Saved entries
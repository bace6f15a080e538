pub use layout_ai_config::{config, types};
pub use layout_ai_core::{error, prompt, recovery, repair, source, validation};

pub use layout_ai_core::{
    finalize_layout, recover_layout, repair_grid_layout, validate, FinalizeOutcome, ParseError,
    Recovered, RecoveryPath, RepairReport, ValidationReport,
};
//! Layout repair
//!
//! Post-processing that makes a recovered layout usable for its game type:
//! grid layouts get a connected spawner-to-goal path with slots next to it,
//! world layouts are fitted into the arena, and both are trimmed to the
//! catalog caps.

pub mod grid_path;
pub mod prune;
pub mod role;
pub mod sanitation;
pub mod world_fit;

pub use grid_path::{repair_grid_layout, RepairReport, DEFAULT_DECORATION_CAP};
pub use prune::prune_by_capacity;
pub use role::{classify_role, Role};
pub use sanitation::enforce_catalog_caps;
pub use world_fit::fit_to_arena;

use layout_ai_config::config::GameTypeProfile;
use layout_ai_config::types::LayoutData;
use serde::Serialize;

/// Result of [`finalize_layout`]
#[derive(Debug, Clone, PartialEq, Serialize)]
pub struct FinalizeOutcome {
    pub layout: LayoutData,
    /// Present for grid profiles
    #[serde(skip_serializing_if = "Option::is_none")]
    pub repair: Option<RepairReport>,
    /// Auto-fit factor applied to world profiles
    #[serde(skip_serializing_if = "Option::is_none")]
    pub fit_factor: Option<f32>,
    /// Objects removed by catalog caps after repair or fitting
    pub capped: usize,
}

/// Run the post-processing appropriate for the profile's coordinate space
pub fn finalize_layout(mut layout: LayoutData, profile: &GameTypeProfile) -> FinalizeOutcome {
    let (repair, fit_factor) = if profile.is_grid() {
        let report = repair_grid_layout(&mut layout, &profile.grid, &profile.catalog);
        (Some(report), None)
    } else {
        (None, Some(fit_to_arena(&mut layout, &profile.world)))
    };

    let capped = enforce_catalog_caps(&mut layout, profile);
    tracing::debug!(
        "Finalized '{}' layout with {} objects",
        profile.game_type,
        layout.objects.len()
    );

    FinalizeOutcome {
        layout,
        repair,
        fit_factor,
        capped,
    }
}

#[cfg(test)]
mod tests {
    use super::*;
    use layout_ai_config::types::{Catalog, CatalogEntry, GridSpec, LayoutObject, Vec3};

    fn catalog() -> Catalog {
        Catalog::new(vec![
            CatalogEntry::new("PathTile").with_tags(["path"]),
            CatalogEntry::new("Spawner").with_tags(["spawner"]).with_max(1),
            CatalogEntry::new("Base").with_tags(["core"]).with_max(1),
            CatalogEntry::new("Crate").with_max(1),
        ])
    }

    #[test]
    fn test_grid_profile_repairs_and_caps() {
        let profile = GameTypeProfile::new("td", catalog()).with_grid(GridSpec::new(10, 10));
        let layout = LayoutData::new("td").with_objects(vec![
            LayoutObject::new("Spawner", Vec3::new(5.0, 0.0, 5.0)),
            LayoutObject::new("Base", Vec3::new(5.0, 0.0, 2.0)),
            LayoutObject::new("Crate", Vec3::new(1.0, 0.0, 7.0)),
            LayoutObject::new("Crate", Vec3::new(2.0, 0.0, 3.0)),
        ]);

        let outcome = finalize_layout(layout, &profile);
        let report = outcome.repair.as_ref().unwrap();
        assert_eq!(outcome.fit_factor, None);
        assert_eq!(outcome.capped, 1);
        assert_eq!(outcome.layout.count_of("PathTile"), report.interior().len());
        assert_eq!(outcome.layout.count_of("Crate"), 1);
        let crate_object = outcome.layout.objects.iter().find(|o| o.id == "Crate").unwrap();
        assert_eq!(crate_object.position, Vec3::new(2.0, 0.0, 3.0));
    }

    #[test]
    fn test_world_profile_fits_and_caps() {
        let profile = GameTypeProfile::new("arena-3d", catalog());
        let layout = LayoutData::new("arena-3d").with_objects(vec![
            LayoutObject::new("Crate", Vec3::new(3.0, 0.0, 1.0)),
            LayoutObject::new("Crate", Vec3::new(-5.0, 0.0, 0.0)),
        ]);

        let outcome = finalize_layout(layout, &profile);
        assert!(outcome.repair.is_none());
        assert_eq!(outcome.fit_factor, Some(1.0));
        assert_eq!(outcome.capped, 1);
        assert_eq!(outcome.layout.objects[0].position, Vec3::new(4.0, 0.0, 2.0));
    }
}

What the task asks :: Print the entire set of records again, exactly.

Solution to this problem ::
repository bace6f15a080e538
pub use layout_ai_config::{config, types};
pub use layout_ai_core::{error, prompt, recovery, repair, source, validation};

pub use layout_ai_core::{
    finalize_layout, recover_layout, repair_grid_layout, validate, FinalizeOutcome, ParseError,
    Recovered, RecoveryPath, RepairReport, ValidationReport,
};
//! Layout repair
//!
//! Post-processing that makes a recovered layout usable for its game type:
//! grid layouts get a connected spawner-to-goal path with slots next to it,
//! world layouts are fitted into the arena, and both are trimmed to the
//! catalog caps.

pub mod grid_path;
pub mod prune;
pub mod role;
pub mod sanitation;
pub mod world_fit;

pub use grid_path::{repair_grid_layout, RepairReport, DEFAULT_DECORATION_CAP};
pub use prune::prune_by_capacity;
pub use role::{classify_role, Role};
pub use sanitation::enforce_catalog_caps;
pub use world_fit::fit_to_arena;

use layout_ai_config::config::GameTypeProfile;
use layout_ai_config::types::LayoutData;
use serde::Serialize;

/// Result of [`finalize_layout`]
#[derive(Debug, Clone, PartialEq, Serialize)]
pub struct FinalizeOutcome {
    pub layout: LayoutData,
    /// Present for grid profiles
    #[serde(skip_serializing_if = "Option::is_none")]
    pub repair: Option<RepairReport>,
    /// Auto-fit factor applied to world profiles
    #[serde(skip_serializing_if = "Option::is_none")]
    pub fit_factor: Option<f32>,
    /// Objects removed by catalog caps after repair or fitting
    pub capped: usize,
}

/// Run the post-processing appropriate for the profile's coordinate space
pub fn finalize_layout(mut layout: LayoutData, profile: &GameTypeProfile) -> FinalizeOutcome {
    let (repair, fit_factor) = if profile.is_grid() {
        let report = repair_grid_layout(&mut layout, &profile.grid, &profile.catalog);
        (Some(report), None)
    } else {
        (None, Some(fit_to_arena(&mut layout, &profile.world)))
    };

    let capped = enforce_catalog_caps(&mut layout, profile);
    tracing::debug!(
        "Finalized '{}' layout with {} objects",
        profile.game_type,
        layout.objects.len()
    );

    FinalizeOutcome {
        layout,
        repair,
        fit_factor,
        capped,
    }
}

#[cfg(test)]
mod tests {
    use super::*;
    use layout_ai_config::types::{Catalog, CatalogEntry, GridSpec, LayoutObject, Vec3};

    fn catalog() -> Catalog {
        Catalog::new(vec![
            CatalogEntry::new("PathTile").with_tags(["path"]),
            CatalogEntry::new("Spawner").with_tags(["spawner"]).with_max(1),
            CatalogEntry::new("Base").with_tags(["core"]).with_max(1),
            CatalogEntry::new("Crate").with_max(1),
        ])
    }

    #[test]
    fn test_grid_profile_repairs_and_caps() {
        let profile = GameTypeProfile::new("td", catalog()).with_grid(GridSpec::new(10, 10));
        let layout = LayoutData::new("td").with_objects(vec![
            LayoutObject::new("Spawner", Vec3::new(5.0, 0.0, 5.0)),
            LayoutObject::new("Base", Vec3::new(5.0, 0.0, 2.0)),
            LayoutObject::new("Crate", Vec3::new(1.0, 0.0, 7.0)),
            LayoutObject::new("Crate", Vec3::new(2.0, 0.0, 3.0)),
        ]);

        let outcome = finalize_layout(layout, &profile);
        let report = outcome.repair.as_ref().unwrap();
        assert_eq!(outcome.fit_factor, None);
        assert_eq!(outcome.capped, 1);
        assert_eq!(outcome.layout.count_of("PathTile"), report.interior().len());
        assert_eq!(outcome.layout.count_of("Crate"), 1);
        let crate_object = outcome.layout.objects.iter().find(|o| o.id == "Crate").unwrap();
        assert_eq!(crate_object.position, Vec3::new(2.0, 0.0, 3.0));
    }

    #[test]
    fn test_world_profile_fits_and_caps() {
        let profile = GameTypeProfile::new("arena-3d", catalog());
        let layout = LayoutData::new("arena-3d").with_objects(vec![
            LayoutObject::new("Crate", Vec3::new(3.0, 0.0, 1.0)),
            LayoutObject::new("Crate", Vec3::new(-5.0, 0.0, 0.0)),
        ]);

        let outcome = finalize_layout(layout, &profile);
        assert!(outcome.repair.is_none());
        assert_eq!(outcome.fit_factor, Some(1.0));
        assert_eq!(outcome.capped, 1);
        assert_eq!(outcome.layout.objects[0].position, Vec3::new(4.0, 0.0, 2.0));
    }
}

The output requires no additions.